A moeda norte-americana encerrou o dia cotada a R$ 5,755, representando um avanço de R$ 0,025 (+0,43%). Durante a manhã, chegou a cair para R$ 5,71 e operou próxima da estabilidade, oscilando em torno de R$ 5,73 ao longo do dia. Entretanto, no fim da tarde, a cotação acelerou até atingir o maior nível do dia. Apesar dessa valorização, o dólar ainda acumula uma queda de 6,87% em 2025.
O mercado acionário também enfrentou um pregão instável. O Ibovespa, principal índice da B3, recuou 1,36%, encerrando aos 125.401 pontos. Embora tenha iniciado o dia sem grandes variações, a bolsa passou a registrar perdas no período da tarde.
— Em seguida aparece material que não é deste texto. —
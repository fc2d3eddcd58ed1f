pub mod generator;
pub mod profile;
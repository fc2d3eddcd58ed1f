//! WASM bindings for zeroprompt: powers the in-browser profile playground.
//!
//! Profiles cross the boundary as JSON text; structured results go back as
//! JSON strings.

use wasm_bindgen::prelude::*;

use zeroprompt::core::render::{select, BatchOutput, DEFAULT_SEPARATOR};
use zeroprompt::core::service::MAX_BATCH;
use zeroprompt::store::loader::{parse_profile, InMemoryProfiles, ProfileFormat};
use zeroprompt::{Profile, ProfileCache, PromptService, RenderRequest};

// ---------------------------------------------------------------------------
// Shipped profiles, compiled into the WASM binary
// ---------------------------------------------------------------------------
mod data {
    pub const SHIPPED: &[(&str, &str)] = &[
        ("default.json", include_str!("../../profiles/default.json")),
        (
            "subject_description_default.json",
            include_str!("../../profiles/subject_description_default.json"),
        ),
        (
            "camera_angle_default.json",
            include_str!("../../profiles/camera_angle_default.json"),
        ),
        ("lighting_default.json", include_str!("../../profiles/lighting_default.json")),
        ("mood_default.json", include_str!("../../profiles/mood_default.json")),
    ];
}

// ---------------------------------------------------------------------------
// JSON helper types for communication across the WASM boundary
// ---------------------------------------------------------------------------
#[derive(serde::Serialize)]
struct BatchResult {
    joint_text: String,
    indexed_list: String,
    prompts: Vec<String>,
}

#[derive(serde::Serialize)]
struct Explanation<'a> {
    template_index: usize,
    template: &'a str,
    components: Vec<Component<'a>>,
    text: String,
}

#[derive(serde::Serialize)]
struct Component<'a> {
    pool: &'a str,
    index: usize,
    value: &'a str,
}

fn load_json(profile_json: &str) -> Result<Profile, JsError> {
    parse_profile("<input>", profile_json, Some(ProfileFormat::Json))
        .map_err(|e| JsError::new(&format!("Profile error: {e}")))
}

fn to_json<T: serde::Serialize>(value: &T) -> Result<String, JsError> {
    serde_json::to_string(value).map_err(|e| JsError::new(&format!("Serialization error: {e}")))
}

fn batch_result(seed: u32, start_index: u32, count: u32, separator: &str, profile: &Profile) -> BatchResult {
    let count = count.clamp(1, MAX_BATCH);
    let results = zeroprompt::render_batch(seed, start_index, count, profile);
    let BatchOutput {
        joint_text,
        indexed_list,
    } = BatchOutput::from_results(&results, separator);
    BatchResult {
        joint_text,
        indexed_list,
        prompts: results.into_iter().map(|(_, text)| text).collect(),
    }
}

// ---------------------------------------------------------------------------
// Stateless exports
// ---------------------------------------------------------------------------

/// Render the prompt at `position_index` for a profile given as JSON text.
#[wasm_bindgen]
pub fn render(seed: u32, position_index: u32, profile_json: &str) -> Result<String, JsError> {
    let profile = load_json(profile_json)?;
    Ok(zeroprompt::render(seed, position_index, &profile))
}

/// Render a run of prompts. Returns JSON with `joint_text`, `indexed_list`
/// and `prompts`. An empty `separator` means the default.
#[wasm_bindgen]
pub fn render_batch(
    seed: u32,
    start_index: u32,
    count: u32,
    profile_json: &str,
    separator: &str,
) -> Result<String, JsError> {
    let profile = load_json(profile_json)?;
    let separator = if separator.is_empty() {
        DEFAULT_SEPARATOR
    } else {
        separator
    };
    to_json(&batch_result(seed, start_index, count, separator, &profile))
}

/// Combine up to four seeds; missing trailing seeds count as zero.
#[wasm_bindgen]
pub fn mix_seeds(seed1: u32, seed2: u32, seed3: u32, seed4: u32) -> u32 {
    zeroprompt::mix_seeds(&[seed1, seed2, seed3, seed4])
}

/// The raw coordinate hash, for checking results against other hosts.
#[wasm_bindgen]
pub fn prompt_hash(seed: u32, coords: &[i32]) -> u32 {
    zeroprompt::prompt_hash(u64::from(seed), coords)
}

/// Profile statistics as JSON.
#[wasm_bindgen]
pub fn profile_info(profile_json: &str) -> Result<String, JsError> {
    let profile = load_json(profile_json)?;
    to_json(&profile.summary("<input>"))
}

// ---------------------------------------------------------------------------
// Playground session over the shipped profiles
// ---------------------------------------------------------------------------

#[wasm_bindgen]
pub struct PromptDemo {
    service: PromptService,
    cache: ProfileCache,
    profile: String,
    seed: u32,
    /// Ids added through `load_profile`, in load order.
    loaded: Vec<String>,
}

#[wasm_bindgen]
impl PromptDemo {
    /// Create a session for a built-in generator (e.g. "mood"), or the
    /// generic generator when `generator_id` is empty.
    #[wasm_bindgen(constructor)]
    pub fn new(generator_id: &str, seed: u32) -> Result<PromptDemo, JsError> {
        let mut profiles = InMemoryProfiles::new();
        for (name, contents) in data::SHIPPED {
            profiles
                .insert_source(name, contents)
                .map_err(|e| JsError::new(&format!("Shipped profile error: {e}")))?;
        }

        let mut builder = PromptService::builder().with_profiles(profiles);
        if !generator_id.is_empty() {
            builder = builder.generator_id(generator_id);
        }
        let service = builder
            .build()
            .map_err(|e| JsError::new(&format!("Service build error: {e}")))?;
        let profile = service.config().default_profile.clone();

        Ok(PromptDemo {
            service,
            cache: ProfileCache::new(),
            profile,
            seed,
            loaded: Vec::new(),
        })
    }

    pub fn set_seed(&mut self, seed: u32) {
        self.seed = seed;
    }

    pub fn set_profile(&mut self, profile_id: &str) {
        self.profile = profile_id.to_string();
    }

    /// Add or replace a profile from JSON text and make it current. The id
    /// is listed by `profiles()` from then on.
    pub fn load_profile(&mut self, profile_id: &str, profile_json: &str) -> Result<(), JsError> {
        let profile = load_json(profile_json)?;
        self.cache.insert(profile_id, profile);
        if !self.loaded.iter().any(|id| id == profile_id) {
            self.loaded.push(profile_id.to_string());
        }
        self.profile = profile_id.to_string();
        Ok(())
    }

    /// Render at `position_index`. Load failures come back as message text.
    pub fn generate(&mut self, position_index: u32) -> String {
        let request = RenderRequest::new(self.seed, position_index).profile(self.profile.as_str());
        self.service.generate_or_message(&mut self.cache, &request)
    }

    /// Same shape as the stateless `render_batch`.
    pub fn generate_batch(&mut self, start_index: u32, count: u32) -> Result<String, JsError> {
        let profile = self.current()?;
        to_json(&batch_result(self.seed, start_index, count, DEFAULT_SEPARATOR, &profile))
    }

    /// Which template and pool items produced the prompt at `position_index`.
    pub fn explain(&mut self, position_index: u32) -> Result<String, JsError> {
        let profile = self.current()?;
        let selection = select(self.seed, position_index, &profile);
        let explanation = Explanation {
            template_index: selection.template_index,
            template: selection.template.source(),
            components: selection
                .components
                .iter()
                .map(|(pool, (index, value))| Component {
                    pool: *pool,
                    index: *index,
                    value: *value,
                })
                .collect(),
            text: selection.fill(),
        };
        to_json(&explanation)
    }

    pub fn info(&mut self) -> Result<String, JsError> {
        let profile = self.current()?;
        to_json(&profile.summary(&self.profile))
    }

    /// JSON array of profiles visible to this session's generator, followed
    /// by profiles loaded into the session.
    pub fn profiles(&self) -> String {
        let ids = session_profiles(self.service.discover(), &self.loaded);
        serde_json::to_string(&ids).unwrap_or_else(|_| "[]".to_string())
    }
}

fn session_profiles(mut discovered: Vec<String>, loaded: &[String]) -> Vec<String> {
    for id in loaded {
        if !discovered.contains(id) {
            discovered.push(id.clone());
        }
    }
    discovered
}

// Private helpers
impl PromptDemo {
    fn current(&mut self) -> Result<std::sync::Arc<Profile>, JsError> {
        if let Some(profile) = self.cache.get(&self.profile) {
            return Ok(profile);
        }
        let request = RenderRequest::new(self.seed, 0).profile(self.profile.as_str());
        self.service
            .generate(&mut self.cache, &request)
            .map_err(|e| JsError::new(&format!("Profile error: {e}")))?;
        self.cache
            .get(&self.profile)
            .ok_or_else(|| JsError::new(&format!("Profile '{}' is not loaded", self.profile)))
    }
}

#[cfg(test)]
mod tests {
    use super::*;

    #[test]
    fn loaded_profiles_follow_discovered_ones() {
        let discovered = vec!["mood_default.json".to_string()];
        let loaded = vec!["mine.json".to_string(), "mood_default.json".to_string()];
        assert_eq!(
            session_profiles(discovered, &loaded),
            vec!["mood_default.json", "mine.json"]
        );
    }

    #[test]
    fn session_lists_profile_added_at_runtime() {
        let Ok(mut demo) = PromptDemo::new("mood", 1) else {
            panic!("mood session failed to build");
        };
        let loaded = demo.load_profile("mine.json", r#"{"templates": ["only {x}"], "pools": {"x": ["me"]}}"#);
        assert!(loaded.is_ok());
        let ids: Vec<String> = serde_json::from_str(&demo.profiles()).unwrap();
        assert_eq!(ids, vec!["mood_default.json", "mine.json"]);
        assert_eq!(demo.generate(3), "only me");
    }

    #[test]
    fn shipped_profiles_parse() {
        for (name, contents) in data::SHIPPED {
            assert!(parse_profile(name, contents, None).is_ok(), "{} failed to parse", name);
        }
    }
}
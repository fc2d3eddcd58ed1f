//! Host-side profile plumbing: where profiles come from and how long they live.

pub mod cache;
pub mod loader;
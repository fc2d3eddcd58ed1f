//! Profile cache: validated profiles keyed by identifier.

use rustc_hash::FxHashMap;
use std::sync::Arc;
use tracing::debug;

use crate::schema::profile::Profile;
use crate::store::loader::{ProfileError, ProfileSource};

/// Loaded profiles, shared read-only.
///
/// The cache never checks its source for changes. Callers that edit a
/// profile on disk must `evict` it (or `clear` the cache) to see the edit.
#[derive(Debug, Clone, Default)]
pub struct ProfileCache {
    entries: FxHashMap<String, Arc<Profile>>,
}

impl ProfileCache {
    pub fn new() -> Self {
        Self::default()
    }

    pub fn get(&self, profile_id: &str) -> Option<Arc<Profile>> {
        self.entries.get(profile_id).cloned()
    }

    pub fn insert(&mut self, profile_id: impl Into<String>, profile: Profile) -> Arc<Profile> {
        let profile = Arc::new(profile);
        self.entries.insert(profile_id.into(), Arc::clone(&profile));
        profile
    }

    /// Return the cached profile, loading it from `source` on a miss.
    ///
    /// Failed loads are not cached; the next call tries again.
    pub fn get_or_load<S>(&mut self, source: &S, profile_id: &str) -> Result<Arc<Profile>, ProfileError>
    where
        S: ProfileSource + ?Sized,
    {
        if let Some(profile) = self.entries.get(profile_id) {
            debug!(profile = profile_id, "profile cache hit");
            return Ok(Arc::clone(profile));
        }
        debug!(profile = profile_id, "profile cache miss");
        let profile = source.load(profile_id)?;
        Ok(self.insert(profile_id, profile))
    }

    /// Drop one entry. Returns whether it was present.
    pub fn evict(&mut self, profile_id: &str) -> bool {
        self.entries.remove(profile_id).is_some()
    }

    pub fn clear(&mut self) {
        self.entries.clear();
    }

    pub fn len(&self) -> usize {
        self.entries.len()
    }

    pub fn is_empty(&self) -> bool {
        self.entries.is_empty()
    }
}

#[cfg(test)]
mod tests {
    use super::*;
    use crate::store::loader::{InMemoryProfiles, ProfileDir};
    use std::fs;

    fn source_with(id: &str, template: &str) -> InMemoryProfiles {
        let mut source = InMemoryProfiles::new();
        source
            .insert_source(id, &format!(r#"{{"templates": ["{}"], "pools": {{}}}}"#, template))
            .unwrap();
        source
    }

    #[test]
    fn miss_then_hit_shares_profile() {
        let source = source_with("a.json", "first");
        let mut cache = ProfileCache::new();
        let first = cache.get_or_load(&source, "a.json").unwrap();
        let second = cache.get_or_load(&source, "a.json").unwrap();
        assert!(Arc::ptr_eq(&first, &second));
        assert_eq!(cache.len(), 1);
    }

    #[test]
    fn cached_entry_survives_source_change() {
        let dir = tempfile::tempdir().unwrap();
        let path = dir.path().join("p.json");
        fs::write(&path, r#"{"templates": ["old"], "pools": {}}"#).unwrap();
        let source = ProfileDir::new(dir.path());

        let mut cache = ProfileCache::new();
        let before = cache.get_or_load(&source, "p.json").unwrap();
        fs::write(&path, r#"{"templates": ["new"], "pools": {}}"#).unwrap();

        let still = cache.get_or_load(&source, "p.json").unwrap();
        assert_eq!(still.templates()[0].source(), "old");
        assert!(Arc::ptr_eq(&before, &still));

        assert!(cache.evict("p.json"));
        let reloaded = cache.get_or_load(&source, "p.json").unwrap();
        assert_eq!(reloaded.templates()[0].source(), "new");
    }

    #[test]
    fn failed_load_is_not_cached() {
        let source = InMemoryProfiles::new();
        let mut cache = ProfileCache::new();
        assert!(matches!(
            cache.get_or_load(&source, "missing.json"),
            Err(ProfileError::NotFound(_))
        ));
        assert!(cache.is_empty());
    }

    #[test]
    fn evict_and_clear() {
        let source = source_with("a.json", "x");
        let mut cache = ProfileCache::new();
        cache.get_or_load(&source, "a.json").unwrap();
        assert!(!cache.evict("other.json"));
        assert!(cache.get("a.json").is_some());
        cache.clear();
        assert!(cache.is_empty());
        assert!(cache.get("a.json").is_none());
    }

    #[test]
    fn works_through_trait_object() {
        let source = source_with("a.json", "x");
        let dynamic: &dyn ProfileSource = &source;
        let mut cache = ProfileCache::new();
        assert!(cache.get_or_load(dynamic, "a.json").is_ok());
    }
}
O cenário econômico interno contribuiu para o comportamento dos investidores. A declaração do ministro do Trabalho, Carlos Lupi, antecipando que a economia criou mais de 100 mil empregos formais em janeiro, trouxe apreensão ao mercado. Embora os números sejam positivos para o mercado de trabalho, há receio de que um crescimento acelerado da atividade econômica pressione a inflação, levando a um aumento de juros acima do esperado. Os dados oficiais do Cadastro Geral de Empregados e Desempregados (Caged) serão divulgados apenas na quarta-feira (26).
Fatores externos também impactaram o mercado brasileiro. As bolsas de valores dos Estados Unidos registraram quedas nesta segunda-feira, influenciando o desempenho da B3. Além disso, o dólar se fortaleceu globalmente, impulsionado pela expectativa da divulgação de novos dados sobre a confiança do consumidor norte-americano ao longo da semana.